About this task:
Only an exact repetition of all the entries will be accepted.
* * * * *
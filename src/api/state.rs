//! Application state for shared services

use std::sync::Arc;

use crate::domain::{KnowledgeBase, ModelRegistry};
use crate::infrastructure::services::{PredictionService, SessionService};

/// Shared, cheaply cloned handles; the registry and knowledge base are immutable
#[derive(Debug, Clone)]
pub struct AppState {
    pub registry: Arc<ModelRegistry>,
    pub knowledge_base: Arc<KnowledgeBase>,
    pub prediction_service: Arc<PredictionService>,
    pub session_service: Arc<SessionService>,
}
* * * * *
Response below:
filename src/api/state.rs
//! Application state for shared services

use std::sync::Arc;

use crate::domain::{KnowledgeBase, ModelRegistry};
use crate::infrastructure::services::{PredictionService, SessionService};

/// Shared, cheaply cloned handles; the registry and knowledge base are immutable
#[derive(Debug, Clone)]
pub struct AppState {
    pub registry: Arc<ModelRegistry>,
    pub knowledge_base: Arc<KnowledgeBase>,
    pub prediction_service: Arc<PredictionService>,
    pub session_service: Arc<SessionService>,
}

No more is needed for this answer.